Our fiscal year is the 52- or 53-week period ending generally on the Saturday closest to September 30. Prior to the RPC Acquisition, RPC’s fiscal year ended on March 31.
Prior to the RPC Acquisition, RPC was a public limited company incorporated under the laws of England and Wales that provided public financial statements semi-annually. RPC’s historical financial statements were prepared in accordance with International Financial Standards as adopted by the International Accounting Standards Board (“IFRS”), which differ from U.S. GAAP. RPC’s historical audited financial statements incorporated by reference into this offering memorandum are as of March 31, 2019 and March 31, 2018 and for each of the three fiscal years ended March 31, 2019.

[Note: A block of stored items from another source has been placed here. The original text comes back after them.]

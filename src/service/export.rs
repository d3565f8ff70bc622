use anyhow::{Context, Result};
use rust_xlsxwriter::{Color, Format, FormatBorder, Workbook};
use serde_json::Value;

use crate::model::report::ReportFormat;
use crate::service::projection::Record;

/// Downloadable file flavours.
#[derive(Debug, Clone, Copy, PartialEq, Eq)]
pub enum ExportFormat {
    Csv,
    Xlsx,
}

impl ExportFormat {
    /// Query-string spelling used by the export endpoint.
    pub fn parse(raw: &str) -> Option<Self> {
        match raw.to_ascii_lowercase().as_str() {
            "csv" => Some(ExportFormat::Csv),
            "excel" | "xlsx" => Some(ExportFormat::Xlsx),
            _ => None,
        }
    }

    /// Schedules may ask for PDF, which has no writer.
    pub fn for_schedule(format: ReportFormat) -> Option<Self> {
        match format {
            ReportFormat::Csv => Some(ExportFormat::Csv),
            ReportFormat::Excel => Some(ExportFormat::Xlsx),
            ReportFormat::Pdf => None,
        }
    }

    pub fn extension(&self) -> &'static str {
        match self {
            ExportFormat::Csv => "csv",
            ExportFormat::Xlsx => "xlsx",
        }
    }

    pub fn content_type(&self) -> &'static str {
        match self {
            ExportFormat::Csv => "text/csv",
            ExportFormat::Xlsx => {
                "application/vnd.openxmlformats-officedocument.spreadsheetml.sheet"
            }
        }
    }
}

/// Text form of a cell; null becomes an empty cell.
fn cell_text(value: Option<&Value>) -> String {
    match value {
        None | Some(Value::Null) => String::new(),
        Some(Value::String(s)) => s.clone(),
        Some(other) => other.to_string(),
    }
}

pub fn render(format: ExportFormat, sheet: &str, columns: &[&str], rows: &[Record]) -> Result<Vec<u8>> {
    match format {
        ExportFormat::Csv => to_csv(columns, rows),
        ExportFormat::Xlsx => to_xlsx(sheet, columns, rows),
    }
}

pub fn to_csv(columns: &[&str], rows: &[Record]) -> Result<Vec<u8>> {
    let mut wtr = csv::Writer::from_writer(Vec::new());
    wtr.write_record(columns)?;

    for row in rows {
        wtr.write_record(columns.iter().map(|c| cell_text(row.get(*c))))?;
    }

    wtr.into_inner().context("Failed to flush CSV writer")
}

pub fn to_xlsx(sheet: &str, columns: &[&str], rows: &[Record]) -> Result<Vec<u8>> {
    let mut workbook = Workbook::new();
    let header_format = Format::new()
        .set_bold()
        .set_font_color(Color::White)
        .set_background_color(Color::RGB(0x4472C4))
        .set_border(FormatBorder::Thin);

    let worksheet = workbook.add_worksheet();
    // Sheet names are capped at 31 characters
    let name: String = sheet.chars().take(31).collect();
    worksheet.set_name(&name)?;

    for (col, column) in columns.iter().enumerate() {
        worksheet.write_with_format(0, col as u16, *column, &header_format)?;
    }

    for (i, row) in rows.iter().enumerate() {
        let r = (i + 1) as u32;
        for (col, column) in columns.iter().enumerate() {
            let col = col as u16;
            match row.get(*column) {
                None | Some(Value::Null) => {}
                Some(Value::Number(n)) => {
                    if let Some(f) = n.as_f64() {
                        worksheet.write_number(r, col, f)?;
                    }
                }
                Some(Value::Bool(b)) => {
                    worksheet.write_boolean(r, col, *b)?;
                }
                other => {
                    worksheet.write_string(r, col, cell_text(other))?;
                }
            }
        }
    }

    Ok(workbook.save_to_buffer()?)
}

#[cfg(test)]
mod tests {
    use super::*;
    use serde_json::json;

    fn rows() -> Vec<Record> {
        let mut a = Record::new();
        a.insert("emp_id".into(), json!("EMP1"));
        a.insert("name".into(), json!("Ann, Lee"));
        a.insert("amount".into(), json!(1200.5));
        let mut b = Record::new();
        b.insert("emp_id".into(), json!("EMP2"));
        b.insert("name".into(), Value::Null);
        b.insert("amount".into(), json!(7));
        vec![a, b]
    }

    #[test]
    fn csv_reparses_to_the_same_cells() {
        let columns = ["emp_id", "name", "amount"];
        let bytes = to_csv(&columns, &rows()).unwrap();

        let mut rdr = csv::Reader::from_reader(bytes.as_slice());
        let headers: Vec<String> = rdr.headers().unwrap().iter().map(String::from).collect();
        assert_eq!(headers, columns);

        let records: Vec<csv::StringRecord> = rdr.records().map(|r| r.unwrap()).collect();
        assert_eq!(records.len(), 2);
        assert_eq!(&records[0][1], "Ann, Lee");
        assert_eq!(&records[0][2], "1200.5");
        assert_eq!(&records[1][1], "");
        assert_eq!(&records[1][2], "7");
    }

    #[test]
    fn empty_csv_still_has_a_header() {
        let bytes = to_csv(&["a", "b"], &[]).unwrap();
        assert_eq!(String::from_utf8(bytes).unwrap().trim_end(), "a,b");
    }

    #[test]
    fn xlsx_is_a_zip_container() {
        let bytes = to_xlsx("Payslip Component Report with a long name", &["emp_id", "name", "amount"], &rows())
            .unwrap();
        assert!(bytes.starts_with(b"PK"));
    }

    #[test]
    fn formats_parse_and_map() {
        assert_eq!(ExportFormat::parse("Excel"), Some(ExportFormat::Xlsx));
        assert_eq!(ExportFormat::parse("csv"), Some(ExportFormat::Csv));
        assert_eq!(ExportFormat::parse("pdf"), None);
        assert_eq!(ExportFormat::for_schedule(ReportFormat::Pdf), None);
        assert_eq!(ExportFormat::for_schedule(ReportFormat::Excel).unwrap().extension(), "xlsx");
    }
}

Within the unaudited pro forma information presented in this offering memorandum, the Company has made various adjustments to reflect IFRS to U.S. GAAP differences based on RPC’s available information and certain assumptions we believe are reasonable. Adjustments were made to translate RPC’s financial statements from British Pounds to U.S. dollars based upon applicable historical exchange rates, which may differ materially from future exchange rates. Additionally, the RPC Acquisition will be accounted for using the purchase method of accounting. The purchase accounting allocations in the RPC Acquisition will be determined at a later date and depend on a number of factors, including the final valuation of our tangible and identifiable intangible assets acquired and liabilities assumed. The actual fair values of RPC’s assets acquired, liabilities assumed and resulting goodwill may differ significantly from the adjustments set forth in the unaudited pro forma condensed combined financials. See “Unaudited Pro Forma Condensed Combined Financial Information” below.

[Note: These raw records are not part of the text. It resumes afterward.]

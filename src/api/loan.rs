use crate::{
    api::{Page, PageQuery},
    auth::auth::AuthUser,
    db::{new_id, now_millis},
    error::AppError,
    model::loan::{Loan, LoanActivity, LoanStatus},
    utils::db_utils::{Filters, SqlUpdate, SqlValue, bind_as, bind_scalar, execute_update},
};
use actix_web::{HttpResponse, web};
use chrono::{NaiveDate, Utc};
use serde::{Deserialize, Serialize};
use serde_json::json;
use sqlx::{MySql, MySqlPool, Transaction};
use tracing::info;
use utoipa::{IntoParams, ToSchema};

#[derive(Debug, Deserialize, ToSchema)]
pub struct CreateLoan {
    pub emp_name: String,
    #[schema(example = 50000.0)]
    pub amount_req: f64,
    pub staff_note: Option<String>,
    pub note: Option<String>,
}

#[derive(Debug, Deserialize, ToSchema)]
pub struct ApproveLoan {
    pub amount_app: f64,
    pub installment: f64,
    #[schema(example = "2026-12-31", format = "date", value_type = String)]
    pub date: NaiveDate,
    pub staff_note: String,
}

#[derive(Debug, Deserialize, ToSchema)]
pub struct CancelLoan {
    pub cancel_reason: String,
}

#[derive(Debug, Default, Deserialize, ToSchema)]
pub struct EditLoan {
    pub amount_app: Option<f64>,
    pub installment: Option<f64>,
    #[schema(format = "date", value_type = Option<String>)]
    pub date: Option<NaiveDate>,
    pub staff_note: Option<String>,
}

#[derive(Debug, Deserialize, IntoParams)]
#[into_params(parameter_in = Query)]
pub struct LoanQuery {
    pub page: Option<u32>,
    pub per_page: Option<u32>,
    pub status: Option<LoanStatus>,
    pub employee_id: Option<String>,
    /// Case-insensitive match on the employee name
    pub search: Option<String>,
}

#[derive(Debug, Serialize, ToSchema)]
pub struct LoanDetail {
    #[serde(flatten)]
    pub loan: Loan,
    pub activity: Vec<LoanActivity>,
}

fn today() -> NaiveDate {
    Utc::now().date_naive()
}

async fn log_activity(tx: &mut Transaction<'_, MySql>, loan_id: &str, message: String) -> Result<(), sqlx::Error> {
    sqlx::query("INSERT INTO loan_activity (loan_id, message, created_at) VALUES (?, ?, ?)")
        .bind(loan_id)
        .bind(message)
        .bind(now_millis())
        .execute(&mut **tx)
        .await?;
    Ok(())
}

async fn lock_loan(tx: &mut Transaction<'_, MySql>, id: &str) -> Result<Loan, AppError> {
    sqlx::query_as::<_, Loan>("SELECT * FROM loans WHERE id = ? FOR UPDATE")
        .bind(id)
        .fetch_optional(&mut **tx)
        .await?
        .ok_or_else(|| AppError::not_found("Loan record not found"))
}

/// Builds the UPDATE for the supplied approval fields, `None` when nothing was sent.
fn edit_update(id: &str, edit: EditLoan, now: i64) -> Option<SqlUpdate> {
    let mut sets = Vec::new();
    let mut values = Vec::new();
    if let Some(v) = edit.amount_app {
        sets.push("amount_app = ?");
        values.push(SqlValue::F64(v));
    }
    if let Some(v) = edit.installment {
        sets.push("installment = ?");
        values.push(SqlValue::F64(v));
    }
    if let Some(v) = edit.date {
        sets.push("payback_date = ?");
        values.push(SqlValue::Date(v));
    }
    if let Some(v) = edit.staff_note {
        sets.push("staff_note = ?");
        values.push(SqlValue::String(v));
    }
    if sets.is_empty() {
        return None;
    }

    values.push(SqlValue::I64(now));
    values.push(SqlValue::String(id.to_string()));
    Some(SqlUpdate {
        sql: format!("UPDATE loans SET {}, updated_at = ? WHERE id = ?", sets.join(", ")),
        values,
    })
}

/// Request a loan for an employee
#[utoipa::path(
    post,
    path = "/api/loan/{employee_id}",
    params(("employee_id", Path, description = "Employee ID")),
    request_body = CreateLoan,
    responses(
        (status = 201, description = "Loan created", body = Object, example = json!({"message": "Loan created successfully", "loan_id": "..."})),
        (status = 400, description = "Missing name or non-positive amount"),
        (status = 404, description = "Employee not found")
    ),
    tag = "Loan",
    security(("bearer_auth" = []))
)]
pub async fn create_loan(
    auth: AuthUser,
    pool: web::Data<MySqlPool>,
    path: web::Path<String>,
    payload: web::Json<CreateLoan>,
) -> Result<HttpResponse, AppError> {
    let employee_id = path.into_inner();
    let p = payload.into_inner();

    if p.emp_name.trim().is_empty() || p.amount_req <= 0.0 {
        return Err(AppError::bad_request("Employee name and requested amount are required"));
    }

    let exists = sqlx::query_scalar::<_, bool>(
        "SELECT EXISTS(SELECT 1 FROM employees WHERE id = ? AND is_deleted = FALSE)",
    )
    .bind(&employee_id)
    .fetch_one(pool.get_ref())
    .await?;
    if !exists {
        return Err(AppError::not_found("Employee not found"));
    }

    let id = new_id();
    let req_date = today();

    let mut tx = pool.begin().await?;
    sqlx::query(
        r#"
        INSERT INTO loans (id, employee_id, emp_name, req_date, status, amount_req, staff_note, note, created_at)
        VALUES (?, ?, ?, ?, ?, ?, ?, ?, ?)
        "#,
    )
    .bind(&id)
    .bind(&employee_id)
    .bind(p.emp_name.trim())
    .bind(req_date)
    .bind(LoanStatus::Pending)
    .bind(p.amount_req)
    .bind(&p.staff_note)
    .bind(&p.note)
    .bind(now_millis())
    .execute(&mut *tx)
    .await?;
    log_activity(&mut tx, &id, format!("Loan requested on {req_date}")).await?;
    tx.commit().await?;

    info!(loan_id = %id, employee_id = %employee_id, by = %auth.username, "Loan requested");
    Ok(HttpResponse::Created().json(json!({
        "message": "Loan created successfully",
        "loan_id": id,
    })))
}

/// Approve a loan
#[utoipa::path(
    put,
    path = "/api/loan/{id}/approve",
    params(("id", Path, description = "Loan ID")),
    request_body = ApproveLoan,
    responses(
        (status = 200, description = "Loan approved"),
        (status = 400, description = "Invalid amount or installment"),
        (status = 404, description = "Loan record not found")
    ),
    tag = "Loan",
    security(("bearer_auth" = []))
)]
pub async fn approve_loan(
    auth: AuthUser,
    pool: web::Data<MySqlPool>,
    path: web::Path<String>,
    payload: web::Json<ApproveLoan>,
) -> Result<HttpResponse, AppError> {
    auth.require_hr_or_admin()?;
    let id = path.into_inner();
    let p = payload.into_inner();

    if p.amount_app <= 0.0 || p.installment <= 0.0 {
        return Err(AppError::bad_request("Invalid approved amount or installment value"));
    }

    let mut tx = pool.begin().await?;
    let loan = lock_loan(&mut tx, &id).await?;
    if loan.status != LoanStatus::Pending {
        return Err(AppError::bad_request(format!("Loan is already {}", loan.status.as_ref())));
    }

    sqlx::query(
        r#"
        UPDATE loans
        SET status = ?, amount_app = ?, balance = ?, installment = ?, payback_date = ?, remaining = ?,
            staff_note = ?, approved_by = ?, updated_at = ?
        WHERE id = ?
        "#,
    )
    .bind(LoanStatus::Approved)
    .bind(p.amount_app)
    .bind(p.amount_app)
    .bind(p.installment)
    .bind(p.date)
    .bind(p.amount_app)
    .bind(&p.staff_note)
    .bind(&auth.username)
    .bind(now_millis())
    .bind(&id)
    .execute(&mut *tx)
    .await?;
    log_activity(&mut tx, &id, format!("Loan approved on {}", today())).await?;
    tx.commit().await?;

    info!(loan_id = %id, amount = p.amount_app, by = %auth.username, "Loan approved");
    Ok(HttpResponse::Ok().json(json!({ "message": "Loan approved successfully" })))
}

/// Cancel a loan
#[utoipa::path(
    put,
    path = "/api/loan/{id}/cancel",
    params(("id", Path, description = "Loan ID")),
    request_body = CancelLoan,
    responses(
        (status = 200, description = "Loan cancelled"),
        (status = 400, description = "Missing cancel reason"),
        (status = 404, description = "Loan record not found")
    ),
    tag = "Loan",
    security(("bearer_auth" = []))
)]
pub async fn cancel_loan(
    auth: AuthUser,
    pool: web::Data<MySqlPool>,
    path: web::Path<String>,
    payload: web::Json<CancelLoan>,
) -> Result<HttpResponse, AppError> {
    auth.require_hr_or_admin()?;
    let id = path.into_inner();
    let reason = payload.cancel_reason.trim();
    if reason.is_empty() {
        return Err(AppError::bad_request("Cancel reason is required"));
    }

    let mut tx = pool.begin().await?;
    lock_loan(&mut tx, &id).await?;
    sqlx::query("UPDATE loans SET status = ?, cancel_reason = ?, updated_at = ? WHERE id = ?")
        .bind(LoanStatus::Declined)
        .bind(reason)
        .bind(now_millis())
        .bind(&id)
        .execute(&mut *tx)
        .await?;
    log_activity(&mut tx, &id, format!("Loan cancelled on {}", today())).await?;
    tx.commit().await?;

    info!(loan_id = %id, by = %auth.username, "Loan cancelled");
    Ok(HttpResponse::Ok().json(json!({
        "message": "Loan cancelled successfully",
        "reason": reason,
    })))
}

/// Edit approval details of a loan
#[utoipa::path(
    patch,
    path = "/api/loan/{id}",
    params(("id", Path, description = "Loan ID")),
    request_body = EditLoan,
    responses(
        (status = 200, description = "Loan updated"),
        (status = 400, description = "No valid fields to update"),
        (status = 404, description = "Loan not found")
    ),
    tag = "Loan",
    security(("bearer_auth" = []))
)]
pub async fn edit_loan(
    auth: AuthUser,
    pool: web::Data<MySqlPool>,
    path: web::Path<String>,
    payload: web::Json<EditLoan>,
) -> Result<HttpResponse, AppError> {
    auth.require_hr_or_admin()?;
    let id = path.into_inner();
    let p = payload.into_inner();

    let update = edit_update(&id, p, now_millis())
        .ok_or_else(|| AppError::bad_request("No valid fields to update"))?;
    let affected = execute_update(pool.get_ref(), update).await?;
    if affected == 0 {
        return Err(AppError::not_found("Loan not found"));
    }

    info!(loan_id = %id, by = %auth.username, "Loan edited");
    Ok(HttpResponse::Ok().json(json!({ "message": "Loan info updated successfully" })))
}

/// List loans
#[utoipa::path(
    get,
    path = "/api/loan",
    params(LoanQuery),
    responses((status = 200, description = "Paginated loans, newest first", body = LoanListResponse)),
    tag = "Loan",
    security(("bearer_auth" = []))
)]
pub async fn list_loans(
    _auth: AuthUser,
    pool: web::Data<MySqlPool>,
    query: web::Query<LoanQuery>,
) -> Result<HttpResponse, AppError> {
    let (page, per_page, offset) = PageQuery {
        page: query.page,
        per_page: query.per_page,
    }
    .bounds();

    let mut f = Filters::new("1 = 1");
    f.push_opt("status = ?", query.status, |s| SqlValue::String(s.as_ref().to_string()));
    f.push_opt("employee_id = ?", query.employee_id.clone(), SqlValue::String);
    if let Some(search) = query.search.as_deref().filter(|s| !s.trim().is_empty()) {
        f.push(
            "LOWER(emp_name) LIKE ?",
            SqlValue::String(format!("%{}%", search.trim().to_lowercase())),
        );
    }

    let total = bind_scalar(
        sqlx::query_scalar::<_, i64>(&format!("SELECT COUNT(*) FROM loans{}", f.sql)),
        &f.args,
    )
    .fetch_one(pool.get_ref())
    .await?;

    let data_sql = format!(
        "SELECT * FROM loans{} ORDER BY created_at DESC LIMIT {per_page} OFFSET {offset}",
        f.sql
    );
    let loans = bind_as(sqlx::query_as::<_, Loan>(&data_sql), &f.args)
        .fetch_all(pool.get_ref())
        .await?;

    Ok(HttpResponse::Ok().json(Page::new(loans, page, per_page, total)))
}

/// Get a loan with its activity log
#[utoipa::path(
    get,
    path = "/api/loan/{id}",
    params(("id", Path, description = "Loan ID")),
    responses(
        (status = 200, description = "Loan with activity", body = LoanDetail),
        (status = 404, description = "Loan not found")
    ),
    tag = "Loan",
    security(("bearer_auth" = []))
)]
pub async fn get_loan(
    _auth: AuthUser,
    pool: web::Data<MySqlPool>,
    path: web::Path<String>,
) -> Result<HttpResponse, AppError> {
    let id = path.into_inner();

    let loan = sqlx::query_as::<_, Loan>("SELECT * FROM loans WHERE id = ?")
        .bind(&id)
        .fetch_optional(pool.get_ref())
        .await?
        .ok_or_else(|| AppError::not_found("Loan not found"))?;

    let activity = sqlx::query_as::<_, LoanActivity>(
        "SELECT message, created_at FROM loan_activity WHERE loan_id = ? ORDER BY id",
    )
    .bind(&id)
    .fetch_all(pool.get_ref())
    .await?;

    Ok(HttpResponse::Ok().json(LoanDetail { loan, activity }))
}

#[cfg(test)]
mod tests {
    use super::*;

    #[test]
    fn edit_sets_only_supplied_fields() {
        let edit = EditLoan {
            installment: Some(12.0),
            staff_note: Some("revised".into()),
            ..Default::default()
        };
        let update = edit_update("l-1", edit, 99).unwrap();

        assert_eq!(
            update.sql,
            "UPDATE loans SET installment = ?, staff_note = ?, updated_at = ? WHERE id = ?"
        );
        assert_eq!(
            update.values,
            vec![
                SqlValue::F64(12.0),
                SqlValue::String("revised".into()),
                SqlValue::I64(99),
                SqlValue::String("l-1".into()),
            ]
        );
    }

    #[test]
    fn empty_edit_yields_nothing() {
        assert!(edit_update("l-1", EditLoan::default(), 0).is_none());
    }

    #[test]
    fn approval_payload_parses_iso_date() {
        let p: ApproveLoan = serde_json::from_str(
            r#"{"amount_app": 1000, "installment": 10, "date": "2027-01-31", "staff_note": "ok"}"#,
        )
        .unwrap();
        assert_eq!(p.date, NaiveDate::from_ymd_opt(2027, 1, 31).unwrap());
        assert_eq!(p.amount_app, 1000.0);
    }
}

Certain figures included in this offering memorandum have been rounded for ease of presentation. Percentage figures included in this offering memorandum have not in all cases been calculated on the basis of such rounded figures but on the basis of such amounts prior to rounding. For this reason, certain percentage amounts in this offering memorandum may vary from those obtained by performing the same calculations using the figures in our consolidated financial statements. Certain other amounts that appear in this offering memorandum may not sum due to rounding.

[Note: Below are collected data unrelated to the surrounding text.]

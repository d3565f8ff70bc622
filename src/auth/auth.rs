use crate::auth::jwt::verify_token;
use crate::config::Config;
use crate::error::AppError;
use crate::model::role::Role;
use crate::models::{Claims, TokenType};
use actix_web::{FromRequest, HttpMessage, HttpRequest, dev::Payload, web::Data};
use futures::future::{Ready, ready};

#[derive(Debug, Clone)]
pub struct AuthUser {
    pub user_id: u64,
    pub username: String,
    pub role: Role,

    /// Present only if this user is linked to an employee record
    pub employee_id: Option<String>,
}

impl AuthUser {
    pub fn from_claims(claims: Claims) -> Result<Self, AppError> {
        if claims.token_type != TokenType::Access {
            return Err(AppError::Unauthorized("Access token required".into()));
        }

        let role = Role::from_repr(claims.role)
            .ok_or_else(|| AppError::Unauthorized("Invalid role".into()))?;

        Ok(AuthUser {
            user_id: claims.user_id,
            username: claims.sub,
            role,
            employee_id: claims.employee_id,
        })
    }

    pub fn require_admin(&self) -> Result<(), AppError> {
        if self.role == Role::Admin {
            Ok(())
        } else {
            Err(AppError::Forbidden("Admin only".into()))
        }
    }

    pub fn require_hr_or_admin(&self) -> Result<(), AppError> {
        if self.role.can_manage() {
            Ok(())
        } else {
            Err(AppError::Forbidden("HR/Admin only".into()))
        }
    }
}

/// Bearer token of a request, if any.
pub fn bearer_token(req: &HttpRequest) -> Option<&str> {
    req.headers()
        .get("Authorization")
        .and_then(|h| h.to_str().ok())
        .and_then(|h| h.strip_prefix("Bearer "))
}

impl FromRequest for AuthUser {
    type Error = AppError;
    type Future = Ready<Result<Self, Self::Error>>;

    fn from_request(req: &HttpRequest, _: &mut Payload) -> Self::Future {
        // Set by auth_middleware on protected scopes
        if let Some(user) = req.extensions().get::<AuthUser>() {
            return ready(Ok(user.clone()));
        }

        let Some(token) = bearer_token(req) else {
            return ready(Err(AppError::Unauthorized("Missing token".into())));
        };

        let Some(config) = req.app_data::<Data<Config>>() else {
            return ready(Err(AppError::Internal(anyhow::anyhow!("Config missing"))));
        };

        ready(
            verify_token(token, &config.jwt_secret)
                .map_err(|_| AppError::Unauthorized("Invalid token".into()))
                .and_then(AuthUser::from_claims),
        )
    }
}

#[cfg(test)]
mod tests {
    use super::*;
    use crate::auth::jwt::{generate_access_token, generate_refresh_token};

    fn user(role: Role) -> AuthUser {
        AuthUser {
            user_id: 1,
            username: "u".into(),
            role,
            employee_id: None,
        }
    }

    #[test]
    fn role_checks() {
        assert!(user(Role::Admin).require_admin().is_ok());
        assert!(user(Role::Hr).require_admin().is_err());
        assert!(user(Role::Hr).require_hr_or_admin().is_ok());
        assert!(user(Role::Employee).require_hr_or_admin().is_err());
    }

    #[test]
    fn refresh_tokens_cannot_authenticate_requests() {
        let (token, _) = generate_refresh_token(1, "a".into(), 1, None, "s", 60).unwrap();
        let claims = verify_token(&token, "s").unwrap();
        assert!(AuthUser::from_claims(claims).is_err());

        let token = generate_access_token(1, "a".into(), 2, None, "s", 60).unwrap();
        let auth = AuthUser::from_claims(verify_token(&token, "s").unwrap()).unwrap();
        assert_eq!(auth.role, Role::Hr);
    }

    #[actix_web::test]
    async fn extracts_user_from_bearer_header() {
        use actix_web::test::TestRequest;

        let token = generate_access_token(9, "admin".into(), 1, None, "s", 60).unwrap();
        let config = Config {
            jwt_secret: "s".into(),
            ..Config::for_tests()
        };
        let req = TestRequest::default()
            .insert_header(("Authorization", format!("Bearer {token}")))
            .app_data(Data::new(config))
            .to_http_request();

        let auth = AuthUser::extract(&req).await.unwrap();
        assert_eq!(auth.user_id, 9);
        assert_eq!(auth.role, Role::Admin);

        let anonymous = TestRequest::default().to_http_request();
        assert!(AuthUser::extract(&anonymous).await.is_err());
    }
}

CURRENCY PRESENTATION AND EXCHANGE RATE DATA
In this offering memorandum, (i) $ or U.S. dollar refer to the lawful currency of the United States, (ii) £ or British Pounds refer to the lawful currency of the United Kingdom, and (iii) € or euro refer to the single currency introduced at the third stage of the European Monetary Union pursuant to the Treaty establishing the European Community, as amended. We present our financial data in U.S. dollars, and RPC, prior to the RPC Acquisition, historically presented its financial data in British Pounds. This offering memorandum contains a translation of some Sterling amounts into U.S. dollar amounts at specified exchange rates solely for convenience. See “Summary — Summary RPC Historical Financial Information” for a translation of certain of RPC’s historical financial data from British Pounds to U.S. dollar.
3

Recent Developments
Term Loan Repricing
Prior to this offering, BGI launched a term loan refinancing for certain of its term loans maturing in 2026. The refinancing term loans will rank pari passu in right of payment with all of BGI’s other senior indebtedness and will be secured on a ratable basis with BPC’s existing term loans as well as the notes offered hereby. The terms of the refinancing term loans, other than interest rates and prepayment premiums, are substantially identical to those of BGI’s existing term loans. BGI plans to use some combination of proceeds from the issuance of the Notes offered hereby, together with the refinancing term loans, to prepay the entire outstanding amount of the Term V Loan. However, the term loan refinancing is not conditioned upon the consummation of the offering of the notes hereby and the offering of the notes hereby is not conditioned upon the completion of the term loan refinancing. See “Description of Other Indebtedness.
Existing Notes Redemption
On November 7, 2019, BGI issued a notice of partial redemption with respect to $100 million aggregate principal amount of its 6.00% Second Priority Senior Secured Notes due 2022 (the “6.00% 2022 Notes”), in accordance with the optional redemption provisions provided in the indenture governing the 6.00% 2022 Notes. The 6.00% 2022 Notes were redeemed on December 9, 2019 at a redemption price of 101.500% of the aggregate principal amount of the 6.00% 2022 Notes to be redeemed, plus accrued and unpaid interest, if any, to the redemption date. Following such redemption, $300 million in aggregate principal amount of the 6.00% 2022 Notes remains outstanding. BGI used cash on hand to fund the redemption. This offering memorandum does not constitute a notice of redemption.
4

Summary Berry Historical and Unaudited Pro Forma Financial Information
The following table sets forth certain historical and unaudited pro forma financial data for Berry. Our fiscal year is the 52-week period ending generally on the Saturday closest to September 30. The summary historical financial data for the fiscal year ended September 28, 2019, September 29, 2018, and September 30, 2017 has been derived from our audited consolidated financial statements and related notes thereto incorporated by reference in this offering memorandum.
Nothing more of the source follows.